That's perfectly right. The convention for summing only high and low pairs of indices is meant to emphasize the fact that the proper environment for these interactions is within the context of dual vector spaces. In basic courses, the dot product is usually just referred to the way you wrote it, as products of components of two vectors from the same vector space being summed over. However, you may note that if we look at matrix multiplication, this outcome only makes sense if one of the vectors is written as a row matrix and the other is a column matrix. We can also look at the action of a matrix on a column vector as a column of row vectors acting on a single column vector to give a list of scalars. So we get the idea of row vectors being operators for column vectors: each row vector is a function that maps column vectors to real numbers. So we may write the dot product as an interaction between a row vector and a column vector, hence the lowered and raised indices.
The question then arises as to whether it makes sense to talk about dot products as being related to actions of these types of "linear functionals", which themselves form a vector space, on vectors. The Riesz representation theorem, which talks about more general vector spaces than can be covered by matrix algebra, covered and started this whole notion of dual vector spaces. However, it is more than mere convention that we use the extended notion of dual vector spaces. It becomes increasingly unavoidable to start separating vectors belonging to different types and different places when we start talking about curved spaces and infinite dimensional spaces, such as the curved manifolds of general relativity and the rigged Hilbert spaces of quantum mechanics. I think I will let the book or someone more qualified introduce that notion, though, as it is very involved, and I will probably mess it up. :-)
I have to say, I don't really like texts that introduce tensors in terms of coordinates before talking about either geometry or linear algebra. The coordinate representation of a tensor is secondary to its nature. It is as if a physics text told you that a vector is an ordered list of real numbers and then never mentioned the fact that it could be regarded as a direction and magnitude in space, but then went on to talk about forces, derivatives, and so forth using only the algebra of ordered lists of numbers. What a nightmare that would be.
A tensor, in regards to physics, is a multilinear functional. That means it takes as input an ordered list of vectors, which may be from different vector spaces, and outputs a single real number. The function on each vector is linear, in the same way as you are familiar with linear transformations on single vectors.
A simple tensor, therefore, is one which takes as input two vectors, and outputs their dot product. It is important that we regard the dot product as related to the geometric vectors, not their coordinates, so that the formula for the dot product when using different coordinate systems must be adjusted to still equal the product of the magnitudes of the vectors multiplied by the cosine of the angle between them, not merely the list of products we get from a rectangular coordinate system.
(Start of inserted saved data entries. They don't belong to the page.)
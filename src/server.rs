//! Actix Web HTTP server.
//!
//! Exposes the Ollama-compatible surface:
//! - `POST /api/chat`, `POST /api/generate`
//! - `GET /api/tags`, `POST /api/show`, `GET /api/ps`, `GET /api/version`
//! - `GET /` and `GET /api` liveness probes

use crate::{
    catalog::{HttpModelFetcher, ModelCatalog},
    config::ProxyConfig,
    error::UpstreamError,
    streaming, translation,
    types::{ChatCompletionRequest, ChatRequest, GenerateRequest, ResponseVariant, ShowRequest},
};
use actix_cors::Cors;
use actix_web::{http::StatusCode, web, App, HttpResponse, HttpServer};
use anyhow::{Context, Result};
use futures::StreamExt;
use serde_json::json;
use std::sync::Arc;
use tracing::{debug, error, info};

const VERSION_STRING: &str = "0.1.88";
const LIVENESS_BODY: &str = "Ollama is running";

#[derive(Clone)]
pub struct AppState {
    pub config: ProxyConfig,
    pub client: reqwest::Client,
    pub catalog: Arc<ModelCatalog>,
}

pub async fn serve(config: ProxyConfig) -> Result<()> {
    let addr = format!("0.0.0.0:{}", config.port);
    info!(
        addr = %addr,
        upstream = %config.upstream_base_url,
        default_model = %config.default_model,
        "llamagate listening"
    );

    let client = reqwest::Client::builder()
        .timeout(std::time::Duration::from_secs(config.request_timeout_secs))
        .build()
        .context("failed to build reqwest client")?;

    let fetcher = HttpModelFetcher::new(
        client.clone(),
        config.upstream_base_trimmed(),
        config.api_key.clone(),
    );
    let catalog = Arc::new(ModelCatalog::new(
        Box::new(fetcher),
        config.default_model.clone(),
    ));

    let state = web::Data::new(AppState {
        config,
        client,
        catalog,
    });

    HttpServer::new(move || {
        App::new()
            .app_data(state.clone())
            .wrap(Cors::permissive())
            .route("/api/chat", web::post().to(handle_chat))
            .route("/api/generate", web::post().to(handle_generate))
            .route("/api/tags", web::get().to(handle_tags))
            .route("/api/show", web::post().to(handle_show))
            .route("/api/ps", web::get().to(handle_ps))
            .route("/api/version", web::get().to(handle_version))
            .route("/", web::get().to(liveness))
            .route("/api", web::get().to(liveness))
    })
    .bind(&addr)
    .with_context(|| format!("failed to bind {}", addr))?
    .run()
    .await
    .context("server error")?;

    Ok(())
}

async fn handle_chat(state: web::Data<AppState>, body: web::Json<ChatRequest>) -> HttpResponse {
    let req = body.into_inner();
    let stream = req.wants_stream();
    let outgoing = translation::chat_to_upstream(&req, &state.config.default_model, stream);
    forward_completion(&state, outgoing, ResponseVariant::Chat).await
}

async fn handle_generate(
    state: web::Data<AppState>,
    body: web::Json<GenerateRequest>,
) -> HttpResponse {
    let req = body.into_inner();
    let stream = req.wants_stream();
    let outgoing = translation::generate_to_upstream(&req, &state.config.default_model, stream);
    forward_completion(&state, outgoing, ResponseVariant::Generate).await
}

/// Forward a translated request upstream and reframe the reply, streamed or
/// not, into the local dialect.
async fn forward_completion(
    state: &AppState,
    outgoing: ChatCompletionRequest,
    variant: ResponseVariant,
) -> HttpResponse {
    debug!(model = %outgoing.model, stream = outgoing.stream, "forwarding chat completion");

    let url = format!("{}/chat/completions", state.config.upstream_base_trimmed());
    let upstream = match state
        .client
        .post(&url)
        .bearer_auth(&state.config.api_key)
        .json(&outgoing)
        .send()
        .await
    {
        Ok(r) => r,
        Err(e) => {
            error!(error = %e, "upstream request failed");
            return error_response(&UpstreamError::Network(e));
        }
    };

    if !upstream.status().is_success() {
        let status = upstream.status().as_u16();
        let text = upstream.text().await.unwrap_or_default();
        let err = UpstreamError::Status {
            status,
            message: extract_error_message(&text),
        };
        error!(status, message = %err.message(), "upstream error");
        return error_response(&err);
    }

    if outgoing.stream {
        let reframed =
            streaming::reframe(upstream.bytes_stream(), outgoing.model, variant).map(|r| {
                r.map(web::Bytes::from)
                    .map_err(|e| actix_web::error::ErrorInternalServerError(e.to_string()))
            });

        return HttpResponse::Ok()
            .content_type("application/x-ndjson")
            .streaming(reframed);
    }

    let v: serde_json::Value = match upstream.json().await {
        Ok(v) => v,
        Err(e) => {
            error!(error = %e, "failed to decode upstream response");
            return error_response(&UpstreamError::Network(e));
        }
    };

    HttpResponse::Ok().json(translation::upstream_to_local(&v, &outgoing.model, variant))
}

/// Pull `error.message` out of an upstream error body, falling back to the
/// raw body text.
fn extract_error_message(body: &str) -> String {
    serde_json::from_str::<serde_json::Value>(body)
        .ok()
        .and_then(|v| {
            v.get("error")
                .and_then(|e| e.get("message"))
                .and_then(|m| m.as_str())
                .map(|s| s.to_string())
        })
        .unwrap_or_else(|| body.to_string())
}

fn error_response(err: &UpstreamError) -> HttpResponse {
    let status =
        StatusCode::from_u16(err.status_code()).unwrap_or(StatusCode::INTERNAL_SERVER_ERROR);
    HttpResponse::build(status).json(json!({"error": err.message()}))
}

async fn handle_tags(state: web::Data<AppState>) -> HttpResponse {
    let tags = state.catalog.list_models().await;
    info!(count = tags.models.len(), "returning model list");
    HttpResponse::Ok().json(tags)
}

/// Static descriptor derived only from the given model name; no upstream call.
async fn handle_show(body: web::Json<ShowRequest>) -> HttpResponse {
    let model = body.into_inner().model;
    HttpResponse::Ok().json(json!({
        "modelfile": format!("# Modelfile for {}\nFROM {}", model, model),
        "parameters": "temperature 0.7\nnum_ctx 4096",
        "template": "{{ .System }}{{ .Prompt }}",
        "details": {
            "parent_model": "",
            "format": "gguf",
            "family": "gpt",
            "families": ["gpt"],
            "parameter_size": "unknown",
            "quantization_level": "unknown"
        }
    }))
}

async fn handle_ps() -> HttpResponse {
    // No loaded-model tracking: nothing runs locally.
    HttpResponse::Ok().json(json!({"models": []}))
}

async fn handle_version() -> HttpResponse {
    HttpResponse::Ok().json(json!({"version": VERSION_STRING}))
}

async fn liveness() -> HttpResponse {
    HttpResponse::Ok()
        .content_type("text/plain; charset=utf-8")
        .body(LIVENESS_BODY)
}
Therefore, the tensor is a geometric object: independent of any particular coordinate system. This is the point of using tensors in the first place. As you already know, the dot product is linear in each input, and it is a real number. A tensor which has only two arguments from the same vector space V (or a vector space and a copy of the same space, depending on how pedantic you want to be), is a map from VxV into R. As you should verify yourself, we may write all tensors like this using an nxn matrix if the vector space V has dimension n. You should also verify that the matrix form of this tensor with respect to rectangular coordinates for the space V is the nxn identity matrix. Use a particular value of n, like n = 2 or n = 3 to start.
A tensor which has three inputs from the same vector space is the triple scalar product, which returns the signed volume of the parallelepiped that can be constructed by three vectors, assuming they are in flat Euclidean space. Unlike tensors that have only two inputs, we would need 3 indices, one for each vector, in order to write the components of this tensor with respect to a particular coordinate system. So this is an example of a tensor that cannot be reduced to a simple matrix transformation. The determinant is another tensor, if we regard a matrix as an ordered list of row vectors or column vectors. As you study more, you will learn about the Riemann curvature tensor, which has 4 inputs, and no doubt many more.
I have greatly simplified this by only showing tensors that act on vectors, and not linear functionals. It is quite easy to turn the previous argument around and look at the actions of vectors on linear functionals as the operation, which makes vectors tensors as well. It turns out that, just like a dot product between two vectors is related to the action of a particular linear functional on the "second vector", we can consistently relate elements of dual vector spaces with particular elements from a vector space. When we do this, we either raise or lower the index related to that space to show that we are considering the related quantity (related through the Riesz representation theorem). Since we still want to regard the tensor as essentially the same geometric object, regardless of whether it is acting on vector spaces or their duals, and regardless of its coordinate representation, we call these musical isomorphisms. "Musical" because raising and lowering is whimsically related to sharpening or flattening a musical note.
So tensors encapsulate scalars, vectors, linear transformations, and multilinear transformations into one theory. I will try to find a good free intro text for you if you want to read one on the side.
Edit: Okay, this looks nice, and is probably much better than my rambling: https://www.math.ethz.ch/education/bachelor/lectures/fs2014/other/mla/ma.pdf . :-)
Edit 2: This looks slightly better: http://rbowen.tamu.edu/ . Of course, you can just search for "Multilinear algebra" and read as much as you want about tensors.

Last edited: Feb 24, 2015
5. Feb 24, 2015

### B3NR4Y

Woah, that second link looks perfect. I'll definitely give it a read, I also have a book called "Tensor Analysis on Manifolds" now, that I bought yesterday. My university doesn't offer a multilinear algebra course, they do offer a differential geometry course though. I'm double majoring in math and physics and have taught reasonably well ahead.
By this I mean, I am taking linear algebra/differential equations and calculus III. However, I've always been interested in math and haven't really slowed down teaching myself, I feel I have a confident foundation in math up to linear algebra (which includes vector spaces, at least here). The sequence suggested by the university is Abstract algebra, and Topology; then Algebra I (Group actions and Sylow Theorems, finitely generated abelian groups; rings and modules: PIDs, UFDs, finitely generated modules over a PID, applications to Jordan canonical form, exact sequences.) and from there differential geometry. I also plan on taking PDEs, and the advanced calc sequence (three semesters).

There's also a finite dimensional vector spaces course that I may or may not find interesting.

Which one of these do you think I'd encounter tensors in first? Or not at all? Maybe physics courses before I encounter them in math. In the electrodynamics book we use in our junior year (Griffiths) I notice he uses tensors in the last chapter, maybe that will be my first taste of them in a formal class setting.

6. Feb 24, 2015

### slider142

With a double major in math/physics (I did the same!) you will definitely encounter tensors informally at first in electrodynamics, especially if you elect to take an early course in general relativity as I did. For the full formal theory, you will usually not encounter them in a course on only multilinear algebra. Their natural utility arises when you study differential geometry: it is their native introductory habitat, where the study of curved spaces requires a natural way of talking about tangent spaces, cotangent spaces, and invariant operators on those spaces. In fact, differential geometry (and topology) is the native habitat of many of the basic tools used in modern theoretical physics, so you may want to study math up to at least that level of comfort, if you're more on the physical side of things, although there is no barrier other than time to studying further. :-)